Ghost ships

Carroll A. Deering

Perhaps the most famous ghost ship of the Eastern Seaboard is the Carroll A. Deering, a schooner that ran aground near Cape Hatteras, North Carolina in 1921. The ship had just returned from a commercial voyage to deliver coal in South America, and had last been spotted just south of Hatteras by a lightship near Cape Lookout. It ran aground in the notorious Diamond Shoals, an area famous for causing shipwrecks, and sat there for several days before any help was able to reach it.

When they did arrive, the Coast Guard found that the ship was completely abandoned. The navigation equipment and logbook were missing, as were the two lifeboats, but otherwise there were no signs of any kind of foul play. A massive investigation by the U.S. government followed, which discovered that several other ships had disappeared under mysterious circumstances around the same time.
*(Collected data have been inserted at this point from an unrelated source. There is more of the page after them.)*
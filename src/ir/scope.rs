//! The scope-fence tree.
//!
//! Scope nodes decide correlation: a path registered inside a fence does
//! not correlate with the same path id outside it. Fences are created for
//! statement bodies, `EXISTS` and aggregate arguments, membership tests,
//! OFFSET/LIMIT operands, and shape elements with their own clauses. A
//! fence around a non-`SET OF` function argument can later be collapsed
//! back into its parent.

use crate::ir::path_id::PathId;
use indexmap::IndexSet;
use smol_str::SmolStr;
use std::collections::HashSet;

/// Index of a node in the scope tree.
#[derive(Debug, Clone, Copy, PartialEq, Eq, Hash)]
pub struct ScopeId(pub u32);

/// One node of the scope tree.
#[derive(Debug, Clone)]
pub struct ScopeNode {
    /// Fences isolate inner paths from outer correlation.
    pub fenced: bool,
    /// Set on WHERE/ORDER BY scopes: inner aggregates may not unnest
    /// through this node.
    pub unnest_fence: bool,
    /// Path ids attached directly to this node.
    pub path_ids: IndexSet<PathId>,
    /// Weak namespaces recorded by view declarations under this node.
    pub namespaces: HashSet<SmolStr>,
    pub children: Vec<ScopeId>,
    pub parent: Option<ScopeId>,
    /// True once the fence was collapsed into its parent.
    pub collapsed: bool,
}

impl ScopeNode {
    fn new(fenced: bool, parent: Option<ScopeId>) -> Self {
        Self {
            fenced,
            unnest_fence: false,
            path_ids: IndexSet::new(),
            namespaces: HashSet::new(),
            children: Vec::new(),
            parent,
            collapsed: false,
        }
    }
}

/// The scope tree of one compilation. Arena-backed; nodes are addressed by
/// [`ScopeId`].
#[derive(Debug, Clone)]
pub struct ScopeTree {
    nodes: Vec<ScopeNode>,
    root: ScopeId,
}

impl Default for ScopeTree {
    fn default() -> Self {
        Self::new()
    }
}

impl ScopeTree {
    /// A tree with a single root fence.
    pub fn new() -> Self {
        Self {
            nodes: vec![ScopeNode::new(true, None)],
            root: ScopeId(0),
        }
    }

    pub fn root(&self) -> ScopeId {
        self.root
    }

    pub fn node(&self, id: ScopeId) -> &ScopeNode {
        &self.nodes[id.0 as usize]
    }

    pub fn node_mut(&mut self, id: ScopeId) -> &mut ScopeNode {
        &mut self.nodes[id.0 as usize]
    }

    /// Adds a fence child under `parent`.
    pub fn add_fence(&mut self, parent: ScopeId) -> ScopeId {
        self.add_child(parent, true)
    }

    /// Adds a non-fencing branch child under `parent`.
    pub fn add_branch(&mut self, parent: ScopeId) -> ScopeId {
        self.add_child(parent, false)
    }

    fn add_child(&mut self, parent: ScopeId, fenced: bool) -> ScopeId {
        let id = ScopeId(self.nodes.len() as u32);
        self.nodes.push(ScopeNode::new(fenced, Some(parent)));
        self.node_mut(parent).children.push(id);
        id
    }

    /// Attaches a path id to `scope`.
    pub fn add_path(&mut self, scope: ScopeId, path_id: PathId) {
        self.node_mut(scope).path_ids.insert(path_id);
    }

    /// Records a weak namespace on `scope` so the final pass can strip it.
    pub fn add_namespace(&mut self, scope: ScopeId, ns: SmolStr) {
        self.node_mut(scope).namespaces.insert(ns);
    }

    /// Collapses a fence: its paths are hoisted into the nearest
    /// non-collapsed ancestor and the fence stops isolating.
    ///
    /// Used after function-signature matching, when an argument that was
    /// preemptively fenced turns out to bind a non-`SET OF` parameter.
    pub fn collapse(&mut self, scope: ScopeId) {
        let Some(parent) = self.node(scope).parent else {
            return;
        };
        let paths: Vec<PathId> = self.node_mut(scope).path_ids.drain(..).collect();
        let node = self.node_mut(scope);
        node.fenced = false;
        node.collapsed = true;
        let target = self.effective_scope(parent);
        for path in paths {
            self.node_mut(target).path_ids.insert(path);
        }
    }

    /// The nearest ancestor (or self) that has not been collapsed.
    fn effective_scope(&self, scope: ScopeId) -> ScopeId {
        let mut current = scope;
        while self.node(current).collapsed {
            match self.node(current).parent {
                Some(parent) => current = parent,
                None => break,
            }
        }
        current
    }

    /// True when `path_id` is visible at `scope`: attached to the node
    /// itself or to an ancestor. Enclosing fences do not block the walk;
    /// a fence isolates inner paths from the outside, not the reverse.
    pub fn is_visible(&self, scope: ScopeId, path_id: &PathId) -> bool {
        let mut current = Some(scope);
        while let Some(id) = current {
            let node = self.node(id);
            if node.path_ids.contains(path_id) {
                return true;
            }
            current = node.parent;
        }
        false
    }

    /// True when `path_id` registered under an inner fence of `scope` —
    /// fenced paths do not correlate with the outside.
    pub fn is_fenced_from(&self, scope: ScopeId, path_id: &PathId) -> bool {
        for child in &self.node(scope).children {
            let node = self.node(*child);
            if node.fenced && !node.collapsed && self.subtree_contains(*child, path_id) {
                return true;
            }
        }
        false
    }

    fn subtree_contains(&self, scope: ScopeId, path_id: &PathId) -> bool {
        let node = self.node(scope);
        if node.path_ids.contains(path_id) {
            return true;
        }
        node.children
            .iter()
            .any(|child| self.subtree_contains(*child, path_id))
    }

    /// All nodes, for the final namespace-stripping pass.
    pub fn all_nodes_mut(&mut self) -> impl Iterator<Item = &mut ScopeNode> {
        self.nodes.iter_mut()
    }

    /// Strips weak namespaces from every recorded path id.
    pub fn strip_weak_namespaces(&mut self) {
        for node in self.nodes.iter_mut() {
            let stripped: IndexSet<PathId> = node
                .path_ids
                .iter()
                .map(|p| p.strip_weak_namespaces())
                .collect();
            node.path_ids = stripped;
        }
    }
}

#[cfg(test)]
mod tests {
    use super::*;
    use crate::ir::path_id::PathId;
    use crate::schema::{TypeId, TypeRef};

    fn pid(n: u32) -> PathId {
        PathId::from_type(TypeRef::Schema(TypeId(n)))
    }

    #[test]
    fn fences_isolate_inner_paths() {
        let mut tree = ScopeTree::new();
        let fence = tree.add_fence(tree.root());
        tree.add_path(fence, pid(1));

        assert!(tree.is_fenced_from(tree.root(), &pid(1)));
        assert!(tree.is_visible(fence, &pid(1)));
        assert!(!tree.is_visible(tree.root(), &pid(1)));
    }

    #[test]
    fn branch_paths_stay_visible() {
        let mut tree = ScopeTree::new();
        tree.add_path(tree.root(), pid(7));
        let branch = tree.add_branch(tree.root());
        assert!(tree.is_visible(branch, &pid(7)));
    }

    #[test]
    fn collapse_hoists_paths_to_parent() {
        let mut tree = ScopeTree::new();
        let fence = tree.add_fence(tree.root());
        tree.add_path(fence, pid(3));
        assert!(tree.is_fenced_from(tree.root(), &pid(3)));

        tree.collapse(fence);
        assert!(!tree.is_fenced_from(tree.root(), &pid(3)));
        assert!(tree.node(tree.root()).path_ids.contains(&pid(3)));
        assert!(tree.node(fence).path_ids.is_empty());
    }

    #[test]
    fn collapse_chains_to_effective_ancestor() {
        let mut tree = ScopeTree::new();
        let outer = tree.add_fence(tree.root());
        let inner = tree.add_fence(outer);
        tree.collapse(outer);
        tree.add_path(inner, pid(4));
        tree.collapse(inner);
        // outer is collapsed, so the path lands at the root.
        assert!(tree.node(tree.root()).path_ids.contains(&pid(4)));
    }

    #[test]
    fn strip_weak_namespaces_rewrites_ids() {
        let mut tree = ScopeTree::new();
        let ns_id = pid(1).with_weak_namespace("ns1".into());
        tree.add_path(tree.root(), ns_id.clone());
        tree.strip_weak_namespaces();
        assert!(!tree.node(tree.root()).path_ids.contains(&ns_id));
        assert!(tree.node(tree.root()).path_ids.contains(&pid(1)));
    }
}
Several theories were eventually put forth, the most popular being that the ship fell victim to pirates or rumrunners. Others suggested that mutiny might have been the cause, as the Deering’s first mate was known to bear some animosity toward its Captain, but no definitive proof has even been discovered.

The mystery surrounding the ghost ship has encouraged wild speculation, and many have argued that paranormal activity might have been responsible, citing the ship’s passage through the infamous Bermuda triangle as proof that some kind of otherworldly phenomena might be to blame.